Look over the material for the string "elapsed". Copy every line where it turns up.

---

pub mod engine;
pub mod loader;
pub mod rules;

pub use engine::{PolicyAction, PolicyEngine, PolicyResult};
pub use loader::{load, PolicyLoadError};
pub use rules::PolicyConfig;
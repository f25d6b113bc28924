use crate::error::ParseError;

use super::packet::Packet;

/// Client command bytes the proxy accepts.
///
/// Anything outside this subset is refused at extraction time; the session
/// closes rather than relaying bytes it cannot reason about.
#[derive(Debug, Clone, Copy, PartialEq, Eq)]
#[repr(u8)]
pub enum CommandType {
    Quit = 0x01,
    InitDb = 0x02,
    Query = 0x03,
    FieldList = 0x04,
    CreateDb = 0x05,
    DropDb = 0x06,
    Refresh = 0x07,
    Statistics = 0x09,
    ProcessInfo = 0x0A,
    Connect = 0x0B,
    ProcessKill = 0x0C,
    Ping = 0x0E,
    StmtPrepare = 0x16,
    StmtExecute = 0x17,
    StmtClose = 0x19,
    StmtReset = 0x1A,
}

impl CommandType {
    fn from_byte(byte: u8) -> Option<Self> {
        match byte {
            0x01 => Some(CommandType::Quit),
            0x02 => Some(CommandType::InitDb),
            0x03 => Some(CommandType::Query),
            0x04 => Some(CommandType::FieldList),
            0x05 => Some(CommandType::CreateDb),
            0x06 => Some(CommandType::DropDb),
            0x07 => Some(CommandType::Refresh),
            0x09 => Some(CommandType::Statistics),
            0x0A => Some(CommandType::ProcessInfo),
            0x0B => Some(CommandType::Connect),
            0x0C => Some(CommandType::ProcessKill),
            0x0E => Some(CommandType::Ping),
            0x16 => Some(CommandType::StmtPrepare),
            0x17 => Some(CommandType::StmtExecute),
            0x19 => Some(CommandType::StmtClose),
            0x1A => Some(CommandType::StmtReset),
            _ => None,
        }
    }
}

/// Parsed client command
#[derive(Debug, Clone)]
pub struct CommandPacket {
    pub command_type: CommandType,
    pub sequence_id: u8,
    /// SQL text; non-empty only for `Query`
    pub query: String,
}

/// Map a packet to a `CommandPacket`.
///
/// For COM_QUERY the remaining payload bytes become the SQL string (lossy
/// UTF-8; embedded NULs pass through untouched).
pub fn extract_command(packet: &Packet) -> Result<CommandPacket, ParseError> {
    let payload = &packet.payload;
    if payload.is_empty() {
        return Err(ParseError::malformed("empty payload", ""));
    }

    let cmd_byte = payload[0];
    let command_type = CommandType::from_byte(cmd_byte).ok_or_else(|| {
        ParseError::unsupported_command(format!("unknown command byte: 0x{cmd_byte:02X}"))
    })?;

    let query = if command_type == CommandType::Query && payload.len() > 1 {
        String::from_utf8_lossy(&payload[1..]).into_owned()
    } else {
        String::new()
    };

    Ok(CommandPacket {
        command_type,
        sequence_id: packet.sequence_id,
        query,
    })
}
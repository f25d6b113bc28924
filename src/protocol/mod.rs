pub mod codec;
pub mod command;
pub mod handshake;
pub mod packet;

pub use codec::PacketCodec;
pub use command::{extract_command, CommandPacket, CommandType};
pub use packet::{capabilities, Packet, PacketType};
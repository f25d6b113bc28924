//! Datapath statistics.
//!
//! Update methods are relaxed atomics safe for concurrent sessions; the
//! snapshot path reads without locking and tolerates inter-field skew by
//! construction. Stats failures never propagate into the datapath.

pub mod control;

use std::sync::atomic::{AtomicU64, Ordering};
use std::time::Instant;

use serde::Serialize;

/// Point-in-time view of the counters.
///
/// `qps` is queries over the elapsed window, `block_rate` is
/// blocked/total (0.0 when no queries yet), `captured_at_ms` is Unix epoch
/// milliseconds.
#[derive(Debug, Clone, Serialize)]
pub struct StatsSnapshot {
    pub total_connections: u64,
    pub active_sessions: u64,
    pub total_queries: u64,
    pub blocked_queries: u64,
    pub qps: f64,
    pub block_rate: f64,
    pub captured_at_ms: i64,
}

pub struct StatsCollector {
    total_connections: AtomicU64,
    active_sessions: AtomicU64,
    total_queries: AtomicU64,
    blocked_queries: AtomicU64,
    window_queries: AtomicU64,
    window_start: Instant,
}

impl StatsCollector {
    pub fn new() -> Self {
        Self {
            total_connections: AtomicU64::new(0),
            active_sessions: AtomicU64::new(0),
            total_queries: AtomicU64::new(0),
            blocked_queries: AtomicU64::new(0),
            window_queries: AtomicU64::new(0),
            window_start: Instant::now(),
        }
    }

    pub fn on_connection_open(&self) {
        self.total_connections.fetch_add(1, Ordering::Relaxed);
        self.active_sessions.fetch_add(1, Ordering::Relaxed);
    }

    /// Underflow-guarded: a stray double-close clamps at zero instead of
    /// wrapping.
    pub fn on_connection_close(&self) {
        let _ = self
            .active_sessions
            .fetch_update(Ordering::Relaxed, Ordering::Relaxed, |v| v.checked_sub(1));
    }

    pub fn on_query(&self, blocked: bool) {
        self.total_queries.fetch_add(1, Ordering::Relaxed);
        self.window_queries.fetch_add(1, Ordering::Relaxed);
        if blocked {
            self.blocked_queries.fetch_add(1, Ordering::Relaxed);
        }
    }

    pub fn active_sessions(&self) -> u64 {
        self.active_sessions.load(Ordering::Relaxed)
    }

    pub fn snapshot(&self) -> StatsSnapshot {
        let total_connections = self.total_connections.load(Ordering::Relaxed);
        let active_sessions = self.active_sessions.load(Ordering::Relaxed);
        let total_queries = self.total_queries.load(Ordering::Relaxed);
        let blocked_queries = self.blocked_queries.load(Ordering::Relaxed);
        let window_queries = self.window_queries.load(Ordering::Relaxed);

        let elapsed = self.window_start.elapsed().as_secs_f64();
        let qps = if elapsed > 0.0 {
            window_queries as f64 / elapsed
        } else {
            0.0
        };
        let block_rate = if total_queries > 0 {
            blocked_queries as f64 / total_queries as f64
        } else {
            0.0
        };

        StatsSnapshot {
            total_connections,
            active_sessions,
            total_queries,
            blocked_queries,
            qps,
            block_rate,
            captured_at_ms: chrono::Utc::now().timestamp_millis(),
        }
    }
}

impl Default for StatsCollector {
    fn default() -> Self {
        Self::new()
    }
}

---

» RESULT BELOW
/// `qps` is queries over the elapsed window, `block_rate` is
        let elapsed = self.window_start.elapsed().as_secs_f64();
        let qps = if elapsed > 0.0 {
            window_queries as f64 / elapsed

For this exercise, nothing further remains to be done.